» **Listed entries**:
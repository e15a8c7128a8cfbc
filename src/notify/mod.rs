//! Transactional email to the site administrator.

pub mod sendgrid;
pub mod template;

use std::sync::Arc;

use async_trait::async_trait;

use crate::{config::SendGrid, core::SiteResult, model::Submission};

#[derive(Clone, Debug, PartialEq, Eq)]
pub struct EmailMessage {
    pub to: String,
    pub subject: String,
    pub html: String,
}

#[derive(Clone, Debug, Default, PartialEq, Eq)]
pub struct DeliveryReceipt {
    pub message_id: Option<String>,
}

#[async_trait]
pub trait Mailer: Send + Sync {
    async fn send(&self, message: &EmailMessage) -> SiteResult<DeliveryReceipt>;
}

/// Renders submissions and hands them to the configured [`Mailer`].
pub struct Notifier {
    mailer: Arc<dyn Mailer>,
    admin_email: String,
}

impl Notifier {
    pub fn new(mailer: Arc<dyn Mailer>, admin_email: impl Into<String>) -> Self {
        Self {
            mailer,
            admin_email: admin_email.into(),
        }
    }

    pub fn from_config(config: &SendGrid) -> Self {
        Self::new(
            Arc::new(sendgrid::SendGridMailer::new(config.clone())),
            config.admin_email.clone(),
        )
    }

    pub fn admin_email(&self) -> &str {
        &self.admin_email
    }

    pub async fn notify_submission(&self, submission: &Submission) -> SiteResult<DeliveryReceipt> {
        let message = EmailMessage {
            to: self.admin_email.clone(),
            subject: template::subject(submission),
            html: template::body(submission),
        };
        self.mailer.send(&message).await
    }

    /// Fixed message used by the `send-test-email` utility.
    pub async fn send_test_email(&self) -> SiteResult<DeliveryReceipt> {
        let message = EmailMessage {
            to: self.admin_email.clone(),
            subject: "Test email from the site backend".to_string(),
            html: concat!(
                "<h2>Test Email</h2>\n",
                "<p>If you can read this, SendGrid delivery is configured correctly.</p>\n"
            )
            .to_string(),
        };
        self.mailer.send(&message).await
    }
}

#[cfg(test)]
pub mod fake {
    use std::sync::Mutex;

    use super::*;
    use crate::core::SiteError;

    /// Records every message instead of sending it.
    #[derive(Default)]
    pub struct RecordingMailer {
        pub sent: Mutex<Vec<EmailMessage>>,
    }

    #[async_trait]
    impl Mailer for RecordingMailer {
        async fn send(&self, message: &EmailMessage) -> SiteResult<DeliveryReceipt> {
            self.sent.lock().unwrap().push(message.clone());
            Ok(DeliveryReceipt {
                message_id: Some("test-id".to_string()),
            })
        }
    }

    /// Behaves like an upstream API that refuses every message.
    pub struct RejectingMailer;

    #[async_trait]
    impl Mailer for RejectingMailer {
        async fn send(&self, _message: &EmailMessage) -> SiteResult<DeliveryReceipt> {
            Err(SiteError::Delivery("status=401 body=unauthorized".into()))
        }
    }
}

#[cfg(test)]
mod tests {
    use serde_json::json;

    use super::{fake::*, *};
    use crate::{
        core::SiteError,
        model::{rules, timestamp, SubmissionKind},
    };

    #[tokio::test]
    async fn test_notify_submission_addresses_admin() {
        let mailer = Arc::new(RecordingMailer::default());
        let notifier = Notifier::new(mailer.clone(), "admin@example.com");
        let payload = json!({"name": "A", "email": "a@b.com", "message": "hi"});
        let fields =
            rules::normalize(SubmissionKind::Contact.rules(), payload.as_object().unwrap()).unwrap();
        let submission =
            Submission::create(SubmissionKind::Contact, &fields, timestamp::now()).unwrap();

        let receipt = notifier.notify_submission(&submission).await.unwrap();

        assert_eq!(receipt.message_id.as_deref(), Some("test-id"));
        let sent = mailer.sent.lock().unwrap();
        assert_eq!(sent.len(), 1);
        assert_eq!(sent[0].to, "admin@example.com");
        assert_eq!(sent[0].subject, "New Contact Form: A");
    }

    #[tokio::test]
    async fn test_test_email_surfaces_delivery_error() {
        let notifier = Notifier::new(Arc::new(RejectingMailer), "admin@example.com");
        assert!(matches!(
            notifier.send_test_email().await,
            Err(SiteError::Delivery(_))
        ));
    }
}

==

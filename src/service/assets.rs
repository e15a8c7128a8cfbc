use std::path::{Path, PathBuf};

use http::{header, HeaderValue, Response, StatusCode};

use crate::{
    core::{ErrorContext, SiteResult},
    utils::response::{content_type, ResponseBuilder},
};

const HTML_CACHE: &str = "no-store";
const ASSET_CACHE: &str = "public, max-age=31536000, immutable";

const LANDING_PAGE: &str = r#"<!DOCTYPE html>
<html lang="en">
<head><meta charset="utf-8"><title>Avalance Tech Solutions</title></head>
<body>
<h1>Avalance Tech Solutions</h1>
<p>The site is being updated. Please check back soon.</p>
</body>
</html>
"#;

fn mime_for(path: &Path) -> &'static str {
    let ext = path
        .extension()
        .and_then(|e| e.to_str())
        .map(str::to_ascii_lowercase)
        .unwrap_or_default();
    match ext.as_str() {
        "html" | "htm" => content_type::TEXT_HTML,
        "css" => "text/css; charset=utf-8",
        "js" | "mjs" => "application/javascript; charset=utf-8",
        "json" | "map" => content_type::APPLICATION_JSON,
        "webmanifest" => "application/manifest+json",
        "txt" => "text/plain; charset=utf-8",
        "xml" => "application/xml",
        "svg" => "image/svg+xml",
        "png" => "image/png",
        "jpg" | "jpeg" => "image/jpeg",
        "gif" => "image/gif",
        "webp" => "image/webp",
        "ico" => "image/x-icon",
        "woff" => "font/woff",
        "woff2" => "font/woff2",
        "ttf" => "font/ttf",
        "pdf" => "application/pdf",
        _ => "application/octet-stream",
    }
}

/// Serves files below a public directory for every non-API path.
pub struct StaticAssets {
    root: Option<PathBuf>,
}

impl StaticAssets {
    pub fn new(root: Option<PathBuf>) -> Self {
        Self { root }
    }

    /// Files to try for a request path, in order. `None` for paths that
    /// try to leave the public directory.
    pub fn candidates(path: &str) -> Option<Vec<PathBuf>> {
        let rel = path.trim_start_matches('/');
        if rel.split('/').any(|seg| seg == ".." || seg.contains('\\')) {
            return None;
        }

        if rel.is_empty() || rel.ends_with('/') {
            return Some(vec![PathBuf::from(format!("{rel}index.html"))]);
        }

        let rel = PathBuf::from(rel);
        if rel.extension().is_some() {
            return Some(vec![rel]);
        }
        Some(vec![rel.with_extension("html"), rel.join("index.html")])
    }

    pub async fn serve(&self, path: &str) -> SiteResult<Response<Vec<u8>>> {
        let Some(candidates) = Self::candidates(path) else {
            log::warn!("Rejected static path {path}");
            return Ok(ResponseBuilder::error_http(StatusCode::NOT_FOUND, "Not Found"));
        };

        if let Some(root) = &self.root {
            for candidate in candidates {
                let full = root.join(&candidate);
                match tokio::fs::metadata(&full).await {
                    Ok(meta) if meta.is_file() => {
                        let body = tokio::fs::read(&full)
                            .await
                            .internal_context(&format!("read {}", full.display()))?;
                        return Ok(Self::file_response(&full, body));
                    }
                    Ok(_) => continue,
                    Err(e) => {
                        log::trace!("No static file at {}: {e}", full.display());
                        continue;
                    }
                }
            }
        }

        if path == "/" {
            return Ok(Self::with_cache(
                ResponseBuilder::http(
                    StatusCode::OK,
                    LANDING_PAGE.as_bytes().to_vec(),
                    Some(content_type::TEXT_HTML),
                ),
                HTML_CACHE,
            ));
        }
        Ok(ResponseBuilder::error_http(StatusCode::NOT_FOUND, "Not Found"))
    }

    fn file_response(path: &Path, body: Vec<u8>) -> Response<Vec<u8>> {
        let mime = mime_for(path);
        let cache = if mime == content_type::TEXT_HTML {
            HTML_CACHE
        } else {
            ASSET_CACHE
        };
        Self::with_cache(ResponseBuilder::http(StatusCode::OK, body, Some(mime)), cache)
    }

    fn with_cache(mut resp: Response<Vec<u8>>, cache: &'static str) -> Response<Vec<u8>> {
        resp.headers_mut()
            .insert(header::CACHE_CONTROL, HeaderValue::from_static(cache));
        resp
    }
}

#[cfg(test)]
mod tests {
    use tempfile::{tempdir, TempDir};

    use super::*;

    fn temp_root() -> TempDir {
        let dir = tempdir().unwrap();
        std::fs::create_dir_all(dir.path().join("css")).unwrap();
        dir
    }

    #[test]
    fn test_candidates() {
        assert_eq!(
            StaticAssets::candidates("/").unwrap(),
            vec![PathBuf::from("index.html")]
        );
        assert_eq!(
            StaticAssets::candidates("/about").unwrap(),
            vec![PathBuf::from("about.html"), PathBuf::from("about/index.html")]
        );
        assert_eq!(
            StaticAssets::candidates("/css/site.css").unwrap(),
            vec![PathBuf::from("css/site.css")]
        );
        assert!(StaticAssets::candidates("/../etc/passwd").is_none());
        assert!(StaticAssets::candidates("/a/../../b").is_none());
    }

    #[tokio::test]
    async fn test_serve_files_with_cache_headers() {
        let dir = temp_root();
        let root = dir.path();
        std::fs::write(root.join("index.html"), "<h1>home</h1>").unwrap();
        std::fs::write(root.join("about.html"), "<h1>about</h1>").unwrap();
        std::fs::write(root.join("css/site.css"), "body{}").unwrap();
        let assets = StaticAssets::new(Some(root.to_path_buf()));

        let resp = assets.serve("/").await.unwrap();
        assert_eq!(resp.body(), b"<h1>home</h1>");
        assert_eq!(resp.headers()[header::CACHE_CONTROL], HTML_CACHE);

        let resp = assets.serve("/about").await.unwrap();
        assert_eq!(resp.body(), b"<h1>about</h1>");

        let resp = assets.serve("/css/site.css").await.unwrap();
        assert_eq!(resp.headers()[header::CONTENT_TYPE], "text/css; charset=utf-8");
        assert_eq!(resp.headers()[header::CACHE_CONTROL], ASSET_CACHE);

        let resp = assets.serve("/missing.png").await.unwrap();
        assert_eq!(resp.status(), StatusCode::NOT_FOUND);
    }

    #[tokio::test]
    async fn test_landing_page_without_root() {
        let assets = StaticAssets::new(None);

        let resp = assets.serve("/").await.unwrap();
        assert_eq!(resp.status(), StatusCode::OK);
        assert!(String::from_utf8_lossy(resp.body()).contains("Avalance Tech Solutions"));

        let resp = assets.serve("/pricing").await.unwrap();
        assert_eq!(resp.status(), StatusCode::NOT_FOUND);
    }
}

* * *

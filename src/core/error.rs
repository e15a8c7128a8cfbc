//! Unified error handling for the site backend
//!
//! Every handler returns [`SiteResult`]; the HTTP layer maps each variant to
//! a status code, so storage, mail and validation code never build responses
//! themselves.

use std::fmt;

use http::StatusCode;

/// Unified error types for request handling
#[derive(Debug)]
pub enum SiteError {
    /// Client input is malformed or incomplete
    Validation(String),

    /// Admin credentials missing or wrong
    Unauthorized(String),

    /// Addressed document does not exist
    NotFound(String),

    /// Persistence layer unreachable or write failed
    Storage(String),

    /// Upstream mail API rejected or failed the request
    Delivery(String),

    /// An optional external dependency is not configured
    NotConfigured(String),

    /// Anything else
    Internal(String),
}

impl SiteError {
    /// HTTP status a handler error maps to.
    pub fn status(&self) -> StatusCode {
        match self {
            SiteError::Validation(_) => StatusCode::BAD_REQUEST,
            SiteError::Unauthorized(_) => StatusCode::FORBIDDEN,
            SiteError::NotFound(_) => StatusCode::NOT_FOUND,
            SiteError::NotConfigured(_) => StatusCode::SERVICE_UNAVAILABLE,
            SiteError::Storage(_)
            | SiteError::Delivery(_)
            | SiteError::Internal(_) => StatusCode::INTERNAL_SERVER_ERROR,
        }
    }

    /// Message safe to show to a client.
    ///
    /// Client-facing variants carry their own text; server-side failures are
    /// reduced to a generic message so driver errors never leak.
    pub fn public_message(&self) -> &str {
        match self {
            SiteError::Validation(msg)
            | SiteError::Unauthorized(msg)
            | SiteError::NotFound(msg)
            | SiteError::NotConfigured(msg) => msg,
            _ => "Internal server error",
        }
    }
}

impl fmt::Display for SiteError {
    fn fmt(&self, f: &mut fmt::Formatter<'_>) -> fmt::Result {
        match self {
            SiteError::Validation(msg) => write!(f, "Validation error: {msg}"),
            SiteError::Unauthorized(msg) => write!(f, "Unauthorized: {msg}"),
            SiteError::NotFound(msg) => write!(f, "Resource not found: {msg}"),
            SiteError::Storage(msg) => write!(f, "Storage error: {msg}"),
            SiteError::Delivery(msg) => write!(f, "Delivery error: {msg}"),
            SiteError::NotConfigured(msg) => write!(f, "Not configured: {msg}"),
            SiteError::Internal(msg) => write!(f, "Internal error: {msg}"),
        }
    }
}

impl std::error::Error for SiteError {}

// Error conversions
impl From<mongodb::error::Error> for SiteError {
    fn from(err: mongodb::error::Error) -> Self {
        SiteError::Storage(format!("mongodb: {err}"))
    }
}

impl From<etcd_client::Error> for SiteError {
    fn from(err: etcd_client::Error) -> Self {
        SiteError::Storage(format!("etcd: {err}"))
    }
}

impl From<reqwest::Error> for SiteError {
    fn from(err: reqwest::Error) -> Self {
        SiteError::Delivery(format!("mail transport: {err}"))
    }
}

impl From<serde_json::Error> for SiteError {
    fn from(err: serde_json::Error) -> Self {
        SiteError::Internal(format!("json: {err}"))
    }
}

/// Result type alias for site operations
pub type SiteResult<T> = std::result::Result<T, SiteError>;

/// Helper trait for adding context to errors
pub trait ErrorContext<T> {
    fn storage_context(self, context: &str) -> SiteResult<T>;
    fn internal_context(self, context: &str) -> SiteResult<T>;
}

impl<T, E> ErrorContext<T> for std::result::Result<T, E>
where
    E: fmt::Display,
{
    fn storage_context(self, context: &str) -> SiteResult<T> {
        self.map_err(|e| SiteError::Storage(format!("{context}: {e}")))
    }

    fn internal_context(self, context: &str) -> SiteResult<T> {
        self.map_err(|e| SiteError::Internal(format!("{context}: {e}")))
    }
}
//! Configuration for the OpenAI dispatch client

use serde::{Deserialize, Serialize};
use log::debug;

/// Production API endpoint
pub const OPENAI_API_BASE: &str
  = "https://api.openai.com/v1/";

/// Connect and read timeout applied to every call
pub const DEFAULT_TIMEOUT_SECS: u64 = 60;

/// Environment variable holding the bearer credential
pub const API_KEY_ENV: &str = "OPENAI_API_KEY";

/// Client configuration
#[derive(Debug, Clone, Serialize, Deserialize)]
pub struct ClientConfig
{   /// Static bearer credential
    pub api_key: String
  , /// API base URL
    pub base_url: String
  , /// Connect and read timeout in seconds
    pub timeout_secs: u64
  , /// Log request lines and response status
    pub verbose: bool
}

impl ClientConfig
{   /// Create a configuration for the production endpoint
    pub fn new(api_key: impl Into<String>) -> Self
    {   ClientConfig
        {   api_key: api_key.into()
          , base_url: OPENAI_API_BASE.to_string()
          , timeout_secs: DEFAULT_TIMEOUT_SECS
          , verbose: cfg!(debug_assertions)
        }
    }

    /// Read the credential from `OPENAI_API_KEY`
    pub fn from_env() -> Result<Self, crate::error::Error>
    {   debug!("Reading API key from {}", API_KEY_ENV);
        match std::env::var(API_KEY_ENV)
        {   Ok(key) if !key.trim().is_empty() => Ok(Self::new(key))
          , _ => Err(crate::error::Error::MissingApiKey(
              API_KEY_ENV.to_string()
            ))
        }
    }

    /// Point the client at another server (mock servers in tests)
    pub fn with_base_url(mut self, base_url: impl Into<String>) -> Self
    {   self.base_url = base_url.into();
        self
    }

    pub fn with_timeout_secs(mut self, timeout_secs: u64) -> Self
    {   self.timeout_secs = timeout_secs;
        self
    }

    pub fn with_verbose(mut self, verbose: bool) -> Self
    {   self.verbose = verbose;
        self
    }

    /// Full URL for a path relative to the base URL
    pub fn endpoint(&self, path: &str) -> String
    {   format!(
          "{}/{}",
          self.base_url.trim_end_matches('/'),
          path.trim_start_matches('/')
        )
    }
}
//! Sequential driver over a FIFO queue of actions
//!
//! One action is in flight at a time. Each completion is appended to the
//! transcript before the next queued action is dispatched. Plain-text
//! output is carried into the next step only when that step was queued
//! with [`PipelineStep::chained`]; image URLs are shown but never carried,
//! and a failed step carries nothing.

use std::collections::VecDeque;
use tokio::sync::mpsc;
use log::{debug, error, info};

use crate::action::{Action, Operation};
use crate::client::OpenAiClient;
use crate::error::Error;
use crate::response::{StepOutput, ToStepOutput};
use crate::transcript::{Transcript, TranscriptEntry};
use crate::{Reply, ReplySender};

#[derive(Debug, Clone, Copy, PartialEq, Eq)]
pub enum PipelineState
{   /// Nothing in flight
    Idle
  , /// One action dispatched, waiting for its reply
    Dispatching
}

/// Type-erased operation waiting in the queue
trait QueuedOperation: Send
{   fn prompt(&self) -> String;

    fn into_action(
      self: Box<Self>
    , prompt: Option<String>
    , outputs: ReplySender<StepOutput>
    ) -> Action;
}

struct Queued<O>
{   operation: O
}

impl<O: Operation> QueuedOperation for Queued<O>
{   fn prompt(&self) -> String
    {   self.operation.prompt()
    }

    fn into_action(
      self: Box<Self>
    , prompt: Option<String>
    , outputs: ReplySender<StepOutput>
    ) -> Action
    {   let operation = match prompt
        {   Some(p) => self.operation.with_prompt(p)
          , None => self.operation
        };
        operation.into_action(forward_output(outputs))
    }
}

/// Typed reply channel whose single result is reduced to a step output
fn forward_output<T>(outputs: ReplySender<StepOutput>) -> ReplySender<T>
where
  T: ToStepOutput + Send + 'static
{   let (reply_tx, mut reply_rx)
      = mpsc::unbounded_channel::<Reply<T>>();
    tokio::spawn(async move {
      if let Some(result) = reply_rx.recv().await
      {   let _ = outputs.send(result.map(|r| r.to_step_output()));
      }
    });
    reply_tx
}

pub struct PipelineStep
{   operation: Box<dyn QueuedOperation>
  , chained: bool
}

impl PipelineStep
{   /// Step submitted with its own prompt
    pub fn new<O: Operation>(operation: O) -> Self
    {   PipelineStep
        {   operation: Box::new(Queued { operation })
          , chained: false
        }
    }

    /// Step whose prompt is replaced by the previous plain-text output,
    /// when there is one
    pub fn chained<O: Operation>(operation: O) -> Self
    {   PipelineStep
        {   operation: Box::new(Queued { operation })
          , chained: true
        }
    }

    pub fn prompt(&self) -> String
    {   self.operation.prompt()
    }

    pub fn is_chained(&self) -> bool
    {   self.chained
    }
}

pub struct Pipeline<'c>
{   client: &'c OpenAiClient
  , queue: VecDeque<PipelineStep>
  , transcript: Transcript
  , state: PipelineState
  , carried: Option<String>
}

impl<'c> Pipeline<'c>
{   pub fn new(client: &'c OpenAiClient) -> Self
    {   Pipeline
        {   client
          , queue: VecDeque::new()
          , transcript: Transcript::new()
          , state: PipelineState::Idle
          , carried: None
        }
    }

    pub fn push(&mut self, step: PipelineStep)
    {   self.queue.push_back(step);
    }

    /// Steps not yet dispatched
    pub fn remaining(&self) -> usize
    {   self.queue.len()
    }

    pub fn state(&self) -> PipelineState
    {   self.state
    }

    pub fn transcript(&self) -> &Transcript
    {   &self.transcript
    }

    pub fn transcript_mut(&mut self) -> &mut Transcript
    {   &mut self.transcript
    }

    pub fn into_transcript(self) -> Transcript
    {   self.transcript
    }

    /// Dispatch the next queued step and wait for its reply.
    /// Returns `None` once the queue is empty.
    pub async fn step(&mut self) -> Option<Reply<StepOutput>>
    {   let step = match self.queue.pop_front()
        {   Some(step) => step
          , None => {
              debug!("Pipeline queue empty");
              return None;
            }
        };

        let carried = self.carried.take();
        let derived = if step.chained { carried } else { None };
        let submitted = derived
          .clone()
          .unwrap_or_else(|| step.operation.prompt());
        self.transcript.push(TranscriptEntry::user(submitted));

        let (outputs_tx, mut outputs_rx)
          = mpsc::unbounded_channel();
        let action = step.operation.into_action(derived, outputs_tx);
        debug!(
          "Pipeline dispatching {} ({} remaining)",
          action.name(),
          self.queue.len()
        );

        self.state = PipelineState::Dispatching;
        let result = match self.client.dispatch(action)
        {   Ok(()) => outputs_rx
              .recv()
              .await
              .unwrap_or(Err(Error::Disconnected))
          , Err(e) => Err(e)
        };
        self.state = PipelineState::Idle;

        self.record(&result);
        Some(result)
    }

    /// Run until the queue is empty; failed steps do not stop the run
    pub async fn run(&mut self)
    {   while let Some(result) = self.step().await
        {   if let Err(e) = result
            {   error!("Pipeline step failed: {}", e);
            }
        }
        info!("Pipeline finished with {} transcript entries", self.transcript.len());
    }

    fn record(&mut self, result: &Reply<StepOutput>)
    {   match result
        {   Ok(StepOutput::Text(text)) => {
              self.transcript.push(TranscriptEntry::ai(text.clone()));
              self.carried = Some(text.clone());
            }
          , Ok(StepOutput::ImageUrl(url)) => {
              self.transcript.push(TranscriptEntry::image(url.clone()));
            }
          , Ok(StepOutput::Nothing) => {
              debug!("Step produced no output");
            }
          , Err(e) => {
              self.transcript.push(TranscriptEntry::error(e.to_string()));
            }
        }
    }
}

» **Assignment**: Bring together all lines from the listing that contain the word "font".

» **Answer box**:
        "woff" => "font/woff",
        "woff2" => "font/woff2",
        "ttf" => "font/ttf",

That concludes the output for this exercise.